By CHHS Extern Nicky Arenberg Nissin
With billions of people around the globe staying home due to the Covid-19 pandemic, an increasing amount of social and business meetings have moved to the different video conferencing platforms available today. Among this wide software offer, Zoom has become one of the most popular options: as the go-to app for many schools and colleges, employers, and even some governments, this app has also become one of the most commonly used for social and cultural gatherings. With Zoom’s ubiquity on these pandemic-times, several privacy and security issues have been identified.
Another thing to consider is the power other users and meeting host have to record video, audio, screenshots and chat messages during sessions. By having an open mic or camera, Zoom users are exposed to having their privacy breached during meetings, the contents of private communications compromised, and–as we have seen lately–to potentially become viral sensations. To address this privacy issue, the best practice is for users to activate their mic only when speaking, and–if one decides to activate the camera as well–to use the app’s built-in feature that lets them choose a photo as their video background. This way–by controlling the audio and video being broadcasted to the rest of the meeting–users can minimize the risk of having unintended disclosures or leaks of private information.
The new reality of work and social Zooming has also come with cybersecurity problems. On one hand, there has been a surge in Zoom site spoofing and phishing attacks by cybercriminals, specifically targeting people working from home. These are pretty run-of-the-mill attacks–like the common Netflix or App Store spoof phishing emails–and they can be avoided in the same ways.
On the other hand, internet trolls have started to crash into Zoom meetings by exploiting the app’s settings. In fact, this problem has become so prevalent that Zoom specially created a guide for users to avoid getting uninvited guests. It is evident that the unwanted display of pornography, threatening language or hate speech during a meeting can be disrupting; moreover, the fact that these trolls can also record and publish user reactions to them is concerning, especially on the many K-12 schools using the app.
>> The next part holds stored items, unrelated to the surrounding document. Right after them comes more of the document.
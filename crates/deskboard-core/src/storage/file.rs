//! File-based storage implementation.

use super::{
    BoxFuture, NoteStore, StorageError, StorageResult, StoreClock, TaskStore, lock_error,
    newest_first,
};
use crate::records::{NewNote, NewTodo, Note, NotePatch, Todo, TodoPatch};
use serde::Serialize;
use serde::de::DeserializeOwned;
use std::fs;
use std::path::{Path, PathBuf};
use std::sync::Mutex;

const TODOS_FILE: &str = "todos.json";
const NOTES_FILE: &str = "notes.json";

/// File-based store.
///
/// Keeps each collection as one JSON array in the base directory and
/// rewrites the whole file on every change.
#[derive(Debug)]
pub struct FileStore {
    /// Base directory for the collection files.
    base_path: PathBuf,
    /// Serializes read-modify-write cycles.
    write_lock: Mutex<()>,
    clock: StoreClock,
}

impl FileStore {
    /// Create a store rooted at `base_path`, creating the directory if needed.
    pub fn new(base_path: PathBuf) -> StorageResult<Self> {
        if !base_path.exists() {
            fs::create_dir_all(&base_path).map_err(|e| {
                StorageError::Io(format!("Failed to create storage directory: {}", e))
            })?;
        }
        Ok(Self {
            base_path,
            write_lock: Mutex::new(()),
            clock: StoreClock::default(),
        })
    }

    /// Create a store in the default location.
    ///
    /// On Unix: `~/.local/share/deskboard/`
    /// On Windows: `%LOCALAPPDATA%\deskboard\`
    pub fn default_location() -> StorageResult<Self> {
        Self::new(Self::default_path()?)
    }

    pub fn default_path() -> StorageResult<PathBuf> {
        let base = dirs::data_local_dir()
            .or_else(dirs::home_dir)
            .ok_or_else(|| StorageError::Io("Could not determine home directory".to_string()))?;
        Ok(base.join("deskboard"))
    }

    pub fn base_path(&self) -> &Path {
        &self.base_path
    }

    fn read_all<T: DeserializeOwned>(&self, name: &str) -> StorageResult<Vec<T>> {
        let path = self.base_path.join(name);
        if !path.exists() {
            return Ok(Vec::new());
        }
        let json = fs::read_to_string(&path).map_err(|e| {
            StorageError::Io(format!("Failed to read {}: {}", path.display(), e))
        })?;
        serde_json::from_str(&json).map_err(|e| {
            StorageError::Serialization(format!("Failed to parse {}: {}", path.display(), e))
        })
    }

    fn write_all<T: Serialize>(&self, name: &str, items: &[T]) -> StorageResult<()> {
        let path = self.base_path.join(name);
        let json = serde_json::to_string_pretty(items)
            .map_err(|e| StorageError::Serialization(e.to_string()))?;
        fs::write(&path, json).map_err(|e| {
            StorageError::Io(format!("Failed to write {}: {}", path.display(), e))
        })
    }

    /// Load `name`, let `f` change it, and write it back.
    fn modify<T, R>(&self, name: &str, f: impl FnOnce(&mut Vec<T>) -> StorageResult<R>) -> StorageResult<R>
    where
        T: Serialize + DeserializeOwned,
    {
        let _guard = self.write_lock.lock().map_err(lock_error)?;
        let mut items = self.read_all(name)?;
        let result = f(&mut items)?;
        self.write_all(name, &items)?;
        Ok(result)
    }
}

impl TaskStore for FileStore {
    fn list_todos(&self, user_id: &str) -> BoxFuture<'_, StorageResult<Vec<Todo>>> {
        let user_id = user_id.to_string();
        Box::pin(async move {
            let mut todos: Vec<Todo> = self.read_all(TODOS_FILE)?;
            todos.retain(|t| t.user_id == user_id);
            Ok(newest_first(todos, |t: &Todo| t.created_at))
        })
    }

    fn insert_todo(&self, new: NewTodo) -> BoxFuture<'_, StorageResult<Todo>> {
        Box::pin(async move {
            let todo = Todo::create(new, self.clock.now());
            self.modify(TODOS_FILE, |todos: &mut Vec<Todo>| {
                todos.push(todo.clone());
                Ok(())
            })?;
            Ok(todo)
        })
    }

    fn update_todo(&self, id: &str, patch: TodoPatch) -> BoxFuture<'_, StorageResult<Todo>> {
        let id = id.to_string();
        Box::pin(async move {
            let now = self.clock.now();
            self.modify(TODOS_FILE, |todos: &mut Vec<Todo>| {
                let todo = todos
                    .iter_mut()
                    .find(|t| t.id == id)
                    .ok_or_else(|| StorageError::NotFound(id.clone()))?;
                todo.apply(&patch, now);
                Ok(todo.clone())
            })
        })
    }

    fn delete_todo(&self, id: &str) -> BoxFuture<'_, StorageResult<()>> {
        let id = id.to_string();
        Box::pin(async move {
            self.modify(TODOS_FILE, |todos: &mut Vec<Todo>| {
                todos.retain(|t| t.id != id);
                Ok(())
            })
        })
    }
}

impl NoteStore for FileStore {
    fn list_notes(&self, user_id: &str) -> BoxFuture<'_, StorageResult<Vec<Note>>> {
        let user_id = user_id.to_string();
        Box::pin(async move {
            let mut notes: Vec<Note> = self.read_all(NOTES_FILE)?;
            notes.retain(|n| n.user_id == user_id);
            Ok(newest_first(notes, |n: &Note| n.updated_at))
        })
    }

    fn insert_note(&self, new: NewNote) -> BoxFuture<'_, StorageResult<Note>> {
        Box::pin(async move {
            let note = Note::create(new, self.clock.now());
            self.modify(NOTES_FILE, |notes: &mut Vec<Note>| {
                notes.push(note.clone());
                Ok(())
            })?;
            Ok(note)
        })
    }

    fn update_note(&self, id: &str, patch: NotePatch) -> BoxFuture<'_, StorageResult<Note>> {
        let id = id.to_string();
        Box::pin(async move {
            let now = self.clock.now();
            self.modify(NOTES_FILE, |notes: &mut Vec<Note>| {
                let note = notes
                    .iter_mut()
                    .find(|n| n.id == id)
                    .ok_or_else(|| StorageError::NotFound(id.clone()))?;
                note.apply(&patch, now);
                Ok(note.clone())
            })
        })
    }

    fn delete_note(&self, id: &str) -> BoxFuture<'_, StorageResult<()>> {
        let id = id.to_string();
        Box::pin(async move {
            self.modify(NOTES_FILE, |notes: &mut Vec<Note>| {
                notes.retain(|n| n.id != id);
                Ok(())
            })
        })
    }
}

#[cfg(test)]
mod tests {
    use super::*;
    use crate::records::TaskSuggestions;
    use crate::richtext::RichDoc;
    use crate::testing::block_on;
    use tempfile::tempdir;

    #[test]
    fn test_todos_survive_reopen() {
        let dir = tempdir().unwrap();
        let store = FileStore::new(dir.path().to_path_buf()).unwrap();
        let new = NewTodo::with_suggestions("u1", "Pay rent", TaskSuggestions::default());
        let todo = block_on(store.insert_todo(new)).unwrap();
        drop(store);

        let reopened = FileStore::new(dir.path().to_path_buf()).unwrap();
        let todos = block_on(reopened.list_todos("u1")).unwrap();
        assert_eq!(todos, vec![todo]);
    }

    #[test]
    fn test_missing_files_list_empty() {
        let dir = tempdir().unwrap();
        let store = FileStore::new(dir.path().join("nested")).unwrap();
        assert!(block_on(store.list_todos("u1")).unwrap().is_empty());
        assert!(block_on(store.list_notes("u1")).unwrap().is_empty());
    }

    #[test]
    fn test_note_update_and_delete() {
        let dir = tempdir().unwrap();
        let store = FileStore::new(dir.path().to_path_buf()).unwrap();
        let note = block_on(store.insert_note(NewNote::blank("u1"))).unwrap();

        let doc = RichDoc::from_plain_text("Meeting notes for Monday");
        let updated = block_on(store.update_note(&note.id, NotePatch::content(doc))).unwrap();
        assert_eq!(updated.plain_text, "Meeting notes for Monday");
        assert_eq!(updated.word_count, 4);

        block_on(store.delete_note(&note.id)).unwrap();
        assert!(block_on(store.list_notes("u1")).unwrap().is_empty());
    }

    #[test]
    fn test_update_missing_note() {
        let dir = tempdir().unwrap();
        let store = FileStore::new(dir.path().to_path_buf()).unwrap();
        let result = block_on(store.update_note("missing", NotePatch::favorite(true)));
        assert!(matches!(result, Err(StorageError::NotFound(_))));
    }

    #[test]
    fn test_corrupt_file_is_serialization_error() {
        let dir = tempdir().unwrap();
        fs::write(dir.path().join(TODOS_FILE), "not json").unwrap();
        let store = FileStore::new(dir.path().to_path_buf()).unwrap();
        let result = block_on(store.list_todos("u1"));
        assert!(matches!(result, Err(StorageError::Serialization(_))));
    }
}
As the Covid-19 pandemic continues to expand, our dependence on the tools that–like Zoom–allow us to study, work, and socialize from home will deepen. In turn, users will be increasingly vulnerable to these and other privacy and security issues. As we have seen in the past few days, law enforcement is already aware of this situation, and have started investigating the associated criminal activity. In the meantime, users must learn how to use this technology safely and responsibly, keeping up with the associated risks and their management.